YAŞ "OTUZ DÖRT BUÇUK"
Mehmet KEKEÇ

Tutsak kaldı dudaklarının arasında, Yüreğinin esaretinden kurtulamayan Seni Seviyorumlar.

Güneş kızağa çekildi, ay belirdi yeniden
Gecenin kundağında şiir ağladı
Saman alevi gibi yanıp geçti beyhude ömür
Savruldu bir bir takvim yaprakları...

 

Zaman zihnimin sokaklarında ıslık çalıyor
Nasıl yaşanır bir ömür?
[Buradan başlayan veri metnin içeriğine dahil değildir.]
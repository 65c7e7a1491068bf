//! Bounded log of recent deaths.

use std::collections::VecDeque;

use dashboard_types::DeathRecord;
use parking_lot::Mutex;

/// Deaths kept when no capacity is configured.
pub const DEFAULT_DEATH_LOG_CAPACITY: usize = 50;

/// Fixed-capacity, oldest-evicted-first log of deaths.
#[derive(Debug)]
pub struct DeathLog {
    capacity: usize,
    entries: Mutex<VecDeque<DeathRecord>>,
}

impl DeathLog {
    /// Create an empty log holding at most `capacity` entries (minimum 1).
    pub fn new(capacity: usize) -> Self {
        let capacity = capacity.max(1);
        Self {
            capacity,
            entries: Mutex::new(VecDeque::with_capacity(capacity)),
        }
    }

    /// Append a death, dropping the oldest entry when full.
    pub fn record(&self, death: DeathRecord) {
        let mut entries = self.entries.lock();
        while entries.len() >= self.capacity {
            entries.pop_front();
        }
        entries.push_back(death);
    }

    /// Up to `count` most recent deaths, newest first.
    pub fn recent(&self, count: usize) -> Vec<DeathRecord> {
        self.entries.lock().iter().rev().take(count).cloned().collect()
    }

    /// Every retained death, oldest first.
    pub fn snapshot(&self) -> Vec<DeathRecord> {
        self.entries.lock().iter().cloned().collect()
    }

    /// Number of retained deaths.
    pub fn total(&self) -> usize {
        self.entries.lock().len()
    }

    /// Maximum number of retained deaths.
    pub const fn capacity(&self) -> usize {
        self.capacity
    }

    /// Forget every death.
    pub fn clear(&self) {
        self.entries.lock().clear();
    }
}

impl Default for DeathLog {
    fn default() -> Self {
        Self::new(DEFAULT_DEATH_LOG_CAPACITY)
    }
}
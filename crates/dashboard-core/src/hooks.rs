//! Keeps the caches in step with simulation events.

use std::sync::Arc;

use tracing::{debug, warn};

use crate::caches::Caches;
use crate::runner::TickCallback;
use crate::simulation::{GameDate, SessionInfo, SimEvent, Simulation};

/// Tick callback that applies each event to the shared [`Caches`].
///
/// A world load rebuilds both directories and captures the session
/// info; everything else is a field-level patch. The game clock text is
/// refreshed every tick.
#[derive(Debug, Clone)]
pub struct CacheSync {
    caches: Arc<Caches>,
}

impl CacheSync {
    /// Create a callback writing into `caches`.
    pub const fn new(caches: Arc<Caches>) -> Self {
        Self { caches }
    }

    fn world_loaded(&self, sim: &dyn Simulation) {
        self.caches.rebuild_all(sim);
        let info = sim.session_info().unwrap_or_else(|e| {
            warn!(error = %e, "Session info unreadable, using defaults");
            SessionInfo::default()
        });
        self.caches.game.set_base_info(info);
    }

    fn apply(&self, event: &SimEvent, sim: &dyn Simulation) {
        let caches = &self.caches;
        match event {
            SimEvent::WorldLoaded => self.world_loaded(sim),
            SimEvent::WorldUnloading => caches.game.mark_unloaded(),
            SimEvent::HealthChanged { id, current, max } => {
                caches.npcs.set_health(*id, *current, *max);
            }
            SimEvent::Died { id, name } => {
                let date = sim.game_date().unwrap_or_else(|e| {
                    warn!(id, error = %e, "Game date unreadable for death record");
                    GameDate::default()
                });
                caches.record_death(*id, name.clone(), date);
            }
            SimEvent::KnockedOut {
                id,
                total_seconds,
                remaining_seconds,
            } => {
                caches
                    .npcs
                    .set_knockout(*id, true, *total_seconds, *remaining_seconds);
            }
            SimEvent::KnockoutTick {
                id,
                remaining_seconds,
            } => {
                caches.npcs.tick_knockout(*id, *remaining_seconds);
            }
            SimEvent::Recovered { id } => {
                caches.npcs.set_knockout(*id, false, 0.0, 0.0);
            }
            SimEvent::MurdererPicked { id } => caches.murder.set_murderer(*id),
            SimEvent::VictimPicked { id } => caches.murder.set_victim(*id),
        }
    }
}

impl TickCallback for CacheSync {
    fn on_tick(&mut self, events: &[SimEvent], sim: &dyn Simulation) {
        for event in events {
            self.apply(event, sim);
        }
        match sim.time_text() {
            Ok(text) => self.caches.game.set_time(text),
            Err(e) => debug!(error = %e, "Clock text unreadable"),
        }
    }
}
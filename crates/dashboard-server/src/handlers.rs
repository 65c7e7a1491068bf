//! Cache-read and log endpoints.
//!
//! None of these touch the owner thread: they copy a snapshot out of a
//! cache, or read a file, and serialize it.
//!
//! # Endpoints
//!
//! | Method | Path | Description |
//! |--------|------|-------------|
//! | `GET` | `/api/health` | Liveness, port and server time |
//! | `GET` | `/api/info` | Server name and version |
//! | `GET` | `/api/game` | Session metadata |
//! | `GET` | `/api/npcs` | All citizens, by name |
//! | `GET` | `/api/npc/{id}` | One citizen |
//! | `GET` | `/api/addresses` | All addresses, summarized |
//! | `GET` | `/api/address/{id}` | One address with residents |
//! | `GET` | `/api/deaths?count=N` | Recent deaths, newest first |
//! | `GET` | `/api/murder` | Current murderer and victim |
//! | `GET` | `/api/logs?tail=N` | Tail of the newest log file |
//! | `GET` | `/api/runtime-logs?tail=N` | Tail of the in-memory log |

use chrono::Local;
use dashboard_core::log_tail;
use dashboard_types::{DeathList, HealthReport, InfoReport, RuntimeLogTail};
use tracing::warn;

use crate::error::ApiError;
use crate::http::{Method, Request};
use crate::query::Query;
use crate::response::{Response, StatusCode};
use crate::state::AppState;

/// Result type of every API handler.
pub type ApiResult = Result<Response, ApiError>;

/// Deaths returned when `count` is absent.
pub const DEFAULT_DEATH_COUNT: usize = 10;

/// Refuse anything but `GET` and `HEAD`.
pub(crate) fn require_get(request: &Request) -> Result<(), ApiError> {
    if request.method.is_read() {
        Ok(())
    } else {
        Err(ApiError::method_not_allowed("Use GET for this endpoint"))
    }
}

/// Refuse anything but `POST`.
pub(crate) fn require_post(request: &Request) -> Result<(), ApiError> {
    if request.method == Method::Post {
        Ok(())
    } else {
        Err(ApiError::method_not_allowed("Use POST for this endpoint"))
    }
}

/// Parse an entity id path segment.
pub(crate) fn parse_id(segment: &str, invalid: &'static str) -> Result<i32, ApiError> {
    segment
        .trim()
        .parse()
        .map_err(|_invalid| ApiError::bad_request(invalid))
}

/// `GET /api/health`
pub fn health(state: &AppState) -> ApiResult {
    let report = HealthReport {
        status: String::from("ok"),
        port: state.port(),
        time: Local::now().to_rfc3339(),
    };
    Ok(Response::json(StatusCode::OK, &report)?)
}

/// `GET /api/info`
pub fn info(state: &AppState) -> ApiResult {
    let report = InfoReport {
        name: state.settings.server_name.clone(),
        version: String::from(env!("CARGO_PKG_VERSION")),
    };
    Ok(Response::json(StatusCode::OK, &report)?)
}

/// `GET /api/game`
pub fn game(state: &AppState) -> ApiResult {
    Ok(Response::json(StatusCode::OK, &state.caches.game.snapshot())?)
}

/// `GET /api/npcs`
pub fn npcs(state: &AppState) -> ApiResult {
    Ok(Response::json(StatusCode::OK, &state.caches.npcs.sorted_by_name())?)
}

/// `GET /api/npc/{id}`
pub fn npc(state: &AppState, id: &str) -> ApiResult {
    let id = parse_id(id, "Invalid NPC id")?;
    let record = state
        .caches
        .npcs
        .get(id)
        .ok_or_else(|| ApiError::not_found("NPC not found"))?;
    Ok(Response::json(StatusCode::OK, &record)?)
}

/// `GET /api/addresses`
pub fn addresses(state: &AppState) -> ApiResult {
    Ok(Response::json(StatusCode::OK, &state.caches.addresses.summaries())?)
}

/// `GET /api/address/{id}`
pub fn address(state: &AppState, id: &str) -> ApiResult {
    let id = parse_id(id, "Invalid address id")?;
    let record = state
        .caches
        .addresses
        .get(id)
        .ok_or_else(|| ApiError::not_found("Address not found"))?;
    Ok(Response::json(StatusCode::OK, &record)?)
}

/// `GET /api/deaths?count=N`, count clamped to the log capacity.
pub fn deaths(state: &AppState, query: &Query) -> ApiResult {
    let log = &state.caches.deaths;
    let count = query
        .parsed::<usize>("count")
        .unwrap_or(DEFAULT_DEATH_COUNT)
        .clamp(1, log.capacity());
    let body = DeathList {
        total: log.total(),
        deaths: log.recent(count),
    };
    Ok(Response::json(StatusCode::OK, &body)?)
}

/// `GET /api/murder`
pub fn murder(state: &AppState) -> ApiResult {
    Ok(Response::json(StatusCode::OK, &state.caches.murder.current())?)
}

/// `GET /api/runtime-logs?tail=N`
pub fn runtime_logs(state: &AppState, query: &Query) -> ApiResult {
    let lines = state.logs.tail_lines(query.parsed("tail"));
    let entries = state.runtime_logs.tail(lines);
    let body = RuntimeLogTail {
        source: String::from("runtime"),
        count: entries.len(),
        entries,
    };
    Ok(Response::json(StatusCode::OK, &body)?)
}

/// `GET /api/logs?tail=N`
///
/// File reads run on the blocking pool.
pub async fn log_file(state: &AppState, query: &Query) -> ApiResult {
    let lines = state.logs.tail_lines(query.parsed("tail"));
    let files = state.logs.files.clone();
    let report = tokio::task::spawn_blocking(move || log_tail::read_latest(&files, lines))
        .await
        .map_err(|e| ApiError::Internal(format!("Log reader failed: {e}")))?
        .map_err(|e| {
            warn!(error = %e, "Log file unreadable");
            ApiError::Internal(format!("Failed to read log file: {e}"))
        })?;
    Ok(Response::json(StatusCode::OK, &report)?)
}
Nasıl ölünür huzurla?
İçim doğmamış çocukların acılarına ağlıyor
Kaybolmuş yaşamlar dünyanın avlusunda...

 

Yıldızlar düşüyor, sokaklarına hayâl dünyamın
Avuç avuç savuruyorum yeryüzünün karanlığına
Şakaklarında beyazlar beliriyor aynamın
Gömülüyorum gözlerimin derin yalnızlığına...

 

"Hız ve haz" virüs gibi geziyor damarlarımızda
Çevrimiçi yalnızlıklar ile çevrili çevremiz
Yaşantılar koca koca lokma boğazlarımızda
Ufalayıp öğütüp de öyle çiğnemiyoruz...

 

Yaş pasta ile yaş günleri yaşlanıp gidiyoruz
Hayat dediğin anılardan ibaret "a canım"
Mecalim yok uzun bir ömre uzanmaya sanki
Sanki doğarken ana rahminde kalmış heyecanım...

 

-Üstad Cahit Sıtkı, yolu yarıladım sayılır bende
Yaş dediğin nedir ki? Sayıdan ibaret zahir
Yaşama sevinci yoksa şurada, içeride
Yol tamamdır da sonu beklenir...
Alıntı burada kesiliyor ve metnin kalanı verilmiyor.